(What the task requires): In the listing below, find the line containing "impl Default for" and the line containing "and is closed". Repeat exactly those two lines and every line between them.

(Data provided):
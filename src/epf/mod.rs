//! Client for the USPS Electronic Product Fulfillment (EPF) web service,
//! which distributes the national ZIP+4 container files.
//!
//! Every call is a form POST whose `obj` field holds a JSON object of
//! arguments plus the session's current `logonkey`/`tokenkey`. Responses are
//! JSON with a `response` status field; anything but `success` is an error.

mod client;
mod types;

pub use client::{BASE_URL, EpfClient, Session};
pub use types::{EpfFile, FileStatus, Version};
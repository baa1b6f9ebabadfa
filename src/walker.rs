//! Nested archive walker.
//!
//! A USPS national container is an uncompressed tar holding two ZIP
//! archives at fixed paths:
//!
//! ```text
//! epf-zip4natl/zip4/zip4.zip
//!     zip4mst001.zip            (encrypted)
//!         zip4mst001.txt        182-byte ZIP+4 rows
//!         <second member>
//!     zip4mst002.zip
//!     ...
//! epf-zip4natl/ctystate/ctystate.zip
//!     ctystate.txt              (encrypted) 129-byte city/state rows
//!     <second member>
//! ```
//!
//! The walker validates the expected shape at every level and exposes the
//! decoded detail rows as pull-based iterators. Partition archives are
//! decompressed one at a time; the tar and `zip4.zip` are read in place
//! through windows of the container file.

use std::path::{Path, PathBuf};
use std::sync::{Arc, OnceLock};

use log::{debug, info};
use regex::Regex;

use crate::error::{Error, Level, Result};
use crate::io::{LocalFileReader, ReadAt};
use crate::record::{CityStateDetail, RecordReader, Zip4Detail};
use crate::tar::{TarEntry, TarReader};
use crate::zip::{MemberReader, ZipExtractor, ZipFileEntry};

pub const ZIP4_ARCHIVE_PATH: &str = "epf-zip4natl/zip4/zip4.zip";
pub const CITY_STATE_ARCHIVE_PATH: &str = "epf-zip4natl/ctystate/ctystate.zip";
pub const CITY_STATE_TEXT: &str = "ctystate.txt";

/// Members every inner archive must contain.
const INNER_MEMBER_COUNT: usize = 2;

static PARTITION_ARCHIVE: OnceLock<Regex> = OnceLock::new();
static PARTITION_TEXT: OnceLock<Regex> = OnceLock::new();

fn partition_archive_pattern() -> &'static Regex {
    PARTITION_ARCHIVE
        .get_or_init(|| Regex::new(r"^zip4mst[0-9]+\.zip$").expect("Invalid partition archive pattern"))
}

fn partition_text_pattern() -> &'static Regex {
    PARTITION_TEXT
        .get_or_init(|| Regex::new(r"^zip4mst[0-9]+\.txt$").expect("Invalid partition text pattern"))
}

/// Paths of the two archives inside a container.
#[derive(Debug, Clone, PartialEq, Eq)]
pub struct Layout {
    pub zip4_archive: String,
    pub city_state_archive: String,
}

impl Default for Layout {
    fn default() -> Self {
        Self {
            zip4_archive: ZIP4_ARCHIVE_PATH.to_string(),
            city_state_archive: CITY_STATE_ARCHIVE_PATH.to_string(),
        }
    }
}

/// An opened top-level container file.
///
/// The file handle is shared by every reader derived from it and is closed
/// once the container and all record iterators created from it are dropped.
pub struct Container {
    path: PathBuf,
    tar: TarReader<LocalFileReader>,
    layout: Layout,
}

impl Container {
    pub fn open(path: impl AsRef<Path>) -> Result<Self> {
        let path = path.as_ref();
        let reader = LocalFileReader::new(path)
            .map_err(|e| Error::from(e).within(Level::Container, path.display().to_string()))?;
        debug!("opened container {} ({} bytes)", path.display(), reader.size());
        Ok(Self {
            path: path.to_path_buf(),
            tar: TarReader::new(reader),
            layout: Layout::default(),
        })
    }

    pub fn with_layout(mut self, layout: Layout) -> Self {
        self.layout = layout;
        self
    }

    pub fn layout(&self) -> &Layout {
        &self.layout
    }

    pub fn path(&self) -> &Path {
        &self.path
    }

    /// Every entry of the tar container, in archive order.
    pub fn entries(&self) -> Result<Vec<TarEntry>> {
        self.tar
            .entries()
            .collect::<Result<Vec<_>>>()
            .map_err(|e| self.container_error(e))
    }

    fn container_error(&self, err: Error) -> Error {
        err.within(Level::Container, self.path.display().to_string())
    }

    /// Open a ZIP archive stored as a container entry, without copying it.
    pub fn open_archive(&self, name: &str) -> Result<ZipExtractor<LocalFileReader>> {
        let entry = self.tar.find(name).map_err(|e| self.container_error(e))?;
        let window = self
            .tar
            .reader()
            .window(entry.offset, entry.size)
            .map_err(|e| {
                self.container_error(Error::ArchiveCorrupt(format!(
                    "tar entry {name} extends past end of container: {e}"
                )))
            })?;
        let archive = ZipExtractor::new(Arc::new(window)).map_err(|e| e.within(Level::OuterArchive, name))?;
        debug!("opened {name} ({} members)", archive.entries().len());
        Ok(archive)
    }

    /// Stream every ZIP+4 detail record across all partitions.
    ///
    /// Every member name of the outer archive is validated before any
    /// partition is opened, so a layout change is reported before a single
    /// record is yielded.
    pub fn zip4_records(&self, password: &str) -> Result<Zip4Records> {
        let outer_name = self.layout.zip4_archive.clone();
        let outer = self.open_archive(&outer_name)?;

        let partitions: Vec<ZipFileEntry> = outer.entries().to_vec();
        for entry in &partitions {
            if !partition_archive_pattern().is_match(&entry.file_name) {
                return Err(Error::UnexpectedMember {
                    name: entry.file_name.clone(),
                    expected: "zip4mst<digits>.zip".into(),
                }
                .within(Level::OuterArchive, outer_name));
            }
        }
        info!("{outer_name}: {} partition archives", partitions.len());

        Ok(Zip4Records {
            outer,
            outer_name,
            partitions: partitions.into_iter(),
            password: password.to_string(),
            current: None,
            done: false,
        })
    }

    /// Stream every city/state detail record.
    pub fn city_state_records(&self, password: &str) -> Result<CityStateRecords> {
        let outer_name = self.layout.city_state_archive.clone();
        let outer = self.open_archive(&outer_name)?;

        let text = expect_text_member(outer.entries(), |name| name == CITY_STATE_TEXT, CITY_STATE_TEXT)
            .map_err(|e| e.within(Level::OuterArchive, outer_name.as_str()))?;
        let member = outer.open_member(&text, Some(password)).map_err(|e| {
            e.within(Level::TextMember, text.file_name.as_str())
                .within(Level::OuterArchive, outer_name.as_str())
        })?;

        Ok(CityStateRecords {
            outer_name,
            text: text.file_name,
            records: RecordReader::new(member),
        })
    }
}

/// Check an inner archive's shape and return its text member.
fn expect_text_member(
    entries: &[ZipFileEntry],
    matches: impl Fn(&str) -> bool,
    expected: &str,
) -> Result<ZipFileEntry> {
    if entries.len() != INNER_MEMBER_COUNT {
        return Err(Error::UnexpectedMemberCount {
            expected: INNER_MEMBER_COUNT,
            found: entries.len(),
        });
    }
    let first = &entries[0];
    if !matches(&first.file_name) {
        return Err(Error::UnexpectedMember {
            name: first.file_name.clone(),
            expected: expected.to_string(),
        });
    }
    Ok(first.clone())
}

struct Partition {
    name: String,
    text: String,
    records: RecordReader<Zip4Detail, MemberReader>,
}

/// ZIP+4 detail records from every partition, in archive order.
///
/// The first error ends the sequence. Records yielded before it are not
/// retracted.
pub struct Zip4Records {
    outer: ZipExtractor<LocalFileReader>,
    outer_name: String,
    partitions: std::vec::IntoIter<ZipFileEntry>,
    password: String,
    current: Option<Partition>,
    done: bool,
}

impl Zip4Records {
    /// Name of the partition archive currently being read.
    pub fn partition(&self) -> Option<&str> {
        self.current.as_ref().map(|p| p.name.as_str())
    }

    fn open_partition(&self, entry: &ZipFileEntry) -> Result<Partition> {
        let name = entry.file_name.as_str();
        let bytes = self.outer.extract_to_memory(entry, Some(&self.password))?;
        let archive = ZipExtractor::new(Arc::new(bytes))?;

        let text = expect_text_member(
            archive.entries(),
            |n| partition_text_pattern().is_match(n),
            "zip4mst<digits>.txt",
        )?;
        let member = archive
            .open_member(&text, Some(&self.password))
            .map_err(|e| e.within(Level::TextMember, text.file_name.as_str()))?;
        debug!("{name}: reading {}", text.file_name);

        Ok(Partition {
            name: name.to_string(),
            text: text.file_name,
            records: RecordReader::new(member),
        })
    }
}

impl Iterator for Zip4Records {
    type Item = Result<Zip4Detail>;

    fn next(&mut self) -> Option<Self::Item> {
        loop {
            if self.done {
                return None;
            }

            if let Some(part) = &mut self.current {
                match part.records.next() {
                    Some(Ok(record)) => return Some(Ok(record)),
                    Some(Err(e)) => {
                        let err = e
                            .within(Level::TextMember, part.text.as_str())
                            .within(Level::PartitionArchive, part.name.as_str())
                            .within(Level::OuterArchive, self.outer_name.as_str());
                        self.done = true;
                        self.current = None;
                        return Some(Err(err));
                    }
                    None => {
                        info!(
                            "{}: {} records ({} rows)",
                            part.name,
                            part.records.details(),
                            part.records.rows()
                        );
                        self.current = None;
                    }
                }
            }

            let Some(entry) = self.partitions.next() else {
                self.done = true;
                return None;
            };
            match self.open_partition(&entry) {
                Ok(part) => self.current = Some(part),
                Err(e) => {
                    self.done = true;
                    let err = e
                        .within(Level::PartitionArchive, entry.file_name)
                        .within(Level::OuterArchive, self.outer_name.as_str());
                    return Some(Err(err));
                }
            }
        }
    }
}

impl std::iter::FusedIterator for Zip4Records {}

/// City/state detail records from `ctystate.txt`.
pub struct CityStateRecords {
    outer_name: String,
    text: String,
    records: RecordReader<CityStateDetail, MemberReader>,
}

impl Iterator for CityStateRecords {
    type Item = Result<CityStateDetail>;

    fn next(&mut self) -> Option<Self::Item> {
        let item = self.records.next()?;
        Some(item.map_err(|e| {
            e.within(Level::TextMember, self.text.as_str())
                .within(Level::OuterArchive, self.outer_name.as_str())
        }))
    }
}

impl std::iter::FusedIterator for CityStateRecords {}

(Answer to this exercise):
impl Default for Layout {
    fn default() -> Self {
        Self {
            zip4_archive: ZIP4_ARCHIVE_PATH.to_string(),
            city_state_archive: CITY_STATE_ARCHIVE_PATH.to_string(),
        }
    }
}

/// An opened top-level container file.
///
/// The file handle is shared by every reader derived from it and is closed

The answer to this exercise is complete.